Fue también un Maestro por excelencia, que llamó y alentó, de manera personal, a sus seguidores. Cada persona recibió un trato diferente. A Andrés y a Juan les dijo: “Venid y ved” (Juan 1:39); a Pedro, le dejó ver que ya lo conocía: “Tú eres Simón, hijo de Juan, pero ahora te llamarás Cefas” (Juan 1:42); a Felipe lo invitó diciendo: “Sígueme” (Juan 1:43); a Natanael, le aseguró que ya conocía sus preocupaciones: “debajo de la higuera te ví” (Juan 1:48); a Nicodemo, lo ayudó personalmente a comprender el plan de redención (Juan 3:1-15).

Jesús trató a cada persona en su nivel de madurez espiritual. Y no sanó a todos de la misma manera. Por ejemplo: Jesús fue al encuentro del paralítico de Betesda que estaba enfermo desde hacía 38 años y lo sanó un sábado, sabiendo que sufriría la persecución por parte de las autoridades judías (Juan 5); Jesús restauró social y espiritualmente a la mujer acusada de adulterio (Juan 8:1-11); a un ciego de nacimiento, Jesús le colocó barro sobre los ojos y le ordenó que se lavara en el estanque de Siloé, para devolverle la vista (Juan 9; a diferencia de lo que hizo con el ciego Bartimeo; comparar con Mar. 10:46-52). A algunos los sanó de lejos, como al siervo del centurión (Luc. 7:1-10); pero a otros los sanó de cerca, como a la suegra de Pedro (Mar. 1:29-31).

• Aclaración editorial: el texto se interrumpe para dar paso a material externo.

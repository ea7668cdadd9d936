//! Video sink abstraction.
//!
//! Segment writers do not encode video themselves; they drive an encoder
//! created per segment file by an [`EncoderFactory`].

use crate::capture::Frame;
use crate::config::ConfigError;
use std::fmt;
use std::path::{Path, PathBuf};
use thiserror::Error;

/// Which logical stream a writer belongs to.
#[derive(Debug, Clone, Copy, PartialEq, Eq, Hash)]
pub enum StreamKind {
    /// Continuous archive.
    Default,
    /// Motion-triggered recording.
    Motion,
}

impl StreamKind {
    /// Lower-case label used in logs and metrics.
    pub fn as_str(self) -> &'static str {
        match self {
            StreamKind::Default => "default",
            StreamKind::Motion => "motion",
        }
    }
}

impl fmt::Display for StreamKind {
    fn fmt(&self, f: &mut fmt::Formatter<'_>) -> fmt::Result {
        f.write_str(self.as_str())
    }
}

/// Errors raised while opening or writing segment files.
///
/// Fatal to the affected writer, never directly to the pipeline.
#[derive(Debug, Error)]
pub enum EncodeError {
    #[error("segment {0} already exists")]
    AlreadyExists(PathBuf),
    #[error("failed to create segment {path}: {source}")]
    Create {
        path: PathBuf,
        #[source]
        source: std::io::Error,
    },
    #[error("failed to write segment {path}: {source}")]
    Write {
        path: PathBuf,
        #[source]
        source: std::io::Error,
    },
    #[error("frame {sequence} is {actual}, stream expects {expected}")]
    FrameMismatch {
        sequence: u64,
        expected: String,
        actual: String,
    },
    #[error("invalid writer configuration: {0}")]
    InvalidConfig(#[from] ConfigError),
    #[error("segment writer is closed")]
    Closed,
    #[error("segment writer failed earlier and accepts no frames")]
    Failed,
}

/// Stream parameters an encoder is created with.
#[derive(Debug, Clone, Copy, PartialEq, Eq)]
pub struct StreamSpec {
    /// Frame width in pixels.
    pub width: u32,
    /// Frame height in pixels.
    pub height: u32,
    /// Frames per second, at least 1.
    pub fps: u32,
}

/// An open output file accepting frames.
pub trait VideoEncoder: Send {
    /// Encodes one frame.
    fn encode_frame(&mut self, frame: &Frame) -> Result<(), EncodeError>;

    /// Bytes handed to the output so far, including container overhead.
    fn bytes_written(&self) -> u64;

    /// Bytes `frames` would add to the output if encoded now, in order.
    fn encoded_len(&self, frames: &[Frame]) -> u64 {
        frames.iter().map(|f| f.pixels().len() as u64).sum()
    }

    /// Flushes and closes the output, returning the final byte count.
    fn finalize(self: Box<Self>) -> Result<u64, EncodeError>;
}

/// Creates encoders for new segment files.
///
/// Implementations must refuse to overwrite an existing file and report
/// [`EncodeError::AlreadyExists`] instead.
pub trait EncoderFactory: Send + Sync {
    /// File extension (without the dot) for segments this factory writes.
    fn extension(&self) -> &str;

    /// Creates an encoder writing to `path`.
    fn create(&self, path: &Path, spec: &StreamSpec) -> Result<Box<dyn VideoEncoder>, EncodeError>;
}
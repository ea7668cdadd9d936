//! Bounded frame queue between capture and processing.
//!
//! Capture never blocks: when the queue is full the incoming (newest)
//! frame is dropped and counted. Processing waits with a timeout so it can
//! observe the stop flag, and keeps receiving queued frames after the
//! sender is gone until the queue is empty.

use crate::capture::Frame;
use crossbeam::channel::{self, Receiver, RecvTimeoutError, Sender, TrySendError};
use std::time::Duration;

/// Result of offering a frame to the queue.
#[derive(Debug, Clone, Copy, PartialEq, Eq)]
pub enum EnqueueOutcome {
    /// Frame was accepted.
    Queued,
    /// Queue was full; the frame was discarded.
    Dropped,
    /// The receiver is gone.
    Closed,
}

/// Result of waiting for a frame.
#[derive(Debug)]
pub enum DequeueOutcome {
    /// Next frame in capture order.
    Frame(Frame),
    /// Nothing arrived within the timeout.
    Empty,
    /// The sender is gone and every queued frame has been received.
    Drained,
}

/// Capture-side handle.
pub struct FrameSender {
    tx: Sender<Frame>,
    queued: u64,
    dropped: u64,
}

impl FrameSender {
    /// Offers a frame without blocking.
    pub fn push(&mut self, frame: Frame) -> EnqueueOutcome {
        match self.tx.try_send(frame) {
            Ok(()) => {
                self.queued += 1;
                EnqueueOutcome::Queued
            }
            Err(TrySendError::Full(_)) => {
                self.dropped += 1;
                EnqueueOutcome::Dropped
            }
            Err(TrySendError::Disconnected(_)) => EnqueueOutcome::Closed,
        }
    }

    /// Frames waiting in the queue.
    pub fn len(&self) -> usize {
        self.tx.len()
    }

    /// True when no frames are waiting.
    pub fn is_empty(&self) -> bool {
        self.tx.is_empty()
    }

    /// Frames accepted so far.
    pub fn queued(&self) -> u64 {
        self.queued
    }

    /// Frames dropped on a full queue so far.
    pub fn dropped(&self) -> u64 {
        self.dropped
    }
}

/// Processing-side handle.
pub struct FrameReceiver {
    rx: Receiver<Frame>,
}

impl FrameReceiver {
    /// Waits up to `timeout` for the next frame.
    pub fn pop(&self, timeout: Duration) -> DequeueOutcome {
        match self.rx.recv_timeout(timeout) {
            Ok(frame) => DequeueOutcome::Frame(frame),
            Err(RecvTimeoutError::Timeout) => DequeueOutcome::Empty,
            Err(RecvTimeoutError::Disconnected) => DequeueOutcome::Drained,
        }
    }

    /// Frames waiting in the queue.
    pub fn len(&self) -> usize {
        self.rx.len()
    }

    /// True when no frames are waiting.
    pub fn is_empty(&self) -> bool {
        self.rx.is_empty()
    }
}

/// Creates a single-producer, single-consumer frame queue.
pub fn frame_queue(capacity: usize) -> (FrameSender, FrameReceiver) {
    let (tx, rx) = channel::bounded(capacity.max(1));
    (
        FrameSender {
            tx,
            queued: 0,
            dropped: 0,
        },
        FrameReceiver { rx },
    )
}
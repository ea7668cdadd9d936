//! Prometheus metrics for the monitor.
//!
//! The capture and processing threads publish their running totals into a
//! shared [`MetricsRegistry`]; the counters are write-only telemetry and are
//! never read back for control flow.
//!
//! # Metrics Exposed
//!
//! ## Capture
//! - `motion_sentry_frames_captured_total` - Frames read from the source
//! - `motion_sentry_frames_dropped_total` - Frames dropped on a full queue
//! - `motion_sentry_queue_depth` - Frames waiting for processing
//!
//! ## Detection
//! - `motion_sentry_frames_processed_total` - Frames analysed
//! - `motion_sentry_motion_frames_total` - Frames with motion
//! - `motion_sentry_detection_errors_total` - Frames that failed analysis
//!
//! ## Recording
//! - `motion_sentry_segments_total{stream}` - Segment files opened
//! - `motion_sentry_writer_failures_total{stream}` - Writer failures
//! - `motion_sentry_motion_sessions_total` - Motion sessions started
//! - `motion_sentry_motion_active` - 1 while a motion recording is open
//!
//! ## Notification
//! - `motion_sentry_notifications_total{outcome}` - sent, failed, suppressed
//!
//! # Example
//!
//! ```no_run
//! use motion_sentry::metrics::{CaptureSnapshot, MetricsRegistry};
//!
//! let registry = MetricsRegistry::new().expect("Failed to create registry");
//!
//! registry.update_capture(&CaptureSnapshot {
//!     frames_captured: 120,
//!     frames_dropped: 0,
//!     queue_depth: 2,
//! });
//! ```

mod collector;
#[cfg(feature = "metrics")]
mod server;

pub use collector::{CaptureSnapshot, MetricsError, MetricsRegistry, ProcessingSnapshot};
#[cfg(feature = "metrics")]
pub use server::{MetricsServer, MetricsServerConfig, ServerError};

La mujer que caminaba encorvada fue llamada por Jesús “hija de Abraham” (Luc. 13:16). La mujer con flujo de sangre escuchó las dulces palabras del Salvador: “Hija, tu fe te ha salvado. Ve en paz y sé libre de este mal” (Mar. 5:34). Otra mujer –esta vez, una extranjera– escuchó esta alabanza de Jesús: “¡Mujer, qué fe tan grande tienes! Que se haga como quieres”, y curó a su hija (Mat. 15:28).

Ten en cuenta que, aunque Dios hizo a los seres humanos iguales, no los hizo idénticos. Cada persona obtuvo del Creador características peculiares y recibe de él un trato personalizado. En su ministerio, Cristo demostró que estuvo y está interesado en la salvación de cada individuo. Elena de White escribió: “Cada alma es tan plenamente conocida por Jesús como si fuera la única por la cual murió el Salvador”.[2] A continuación veremos la historia de una mujer despreciada que encontró el cuidado amoroso de Jesús.

La samaritana

En Juan 4:1 leemos sobre un desacuerdo menor entre Jesús y los fariseos. Para evitar dificultades tempranas en su ministerio, decidió regresarse a Galilea. Sin embargo, no dejó de lado su misión. La Biblia dice: “Y tuvo que pasar por la región de Samaria” (Juan 4:4). Jesús sabía que, a la mitad del viaje, una mujer necesitaría de su ayuda.

En el calor del mediodía, cansado del viaje, Jesús se sentó junto al pozo de Jacob en Sicar. Mientras tanto, sus discípulos fueron al pueblo a comprar comida. Aunque no era costumbre que alguien se acercara al pozo a esa hora del día, el relato informa: “Vino una mujer samaritana a sacar agua” (vers. 7). Así, esta extranjera se encontró por primera vez con Jesús, a plena luz del día. Ella lo vio cansado y sediento.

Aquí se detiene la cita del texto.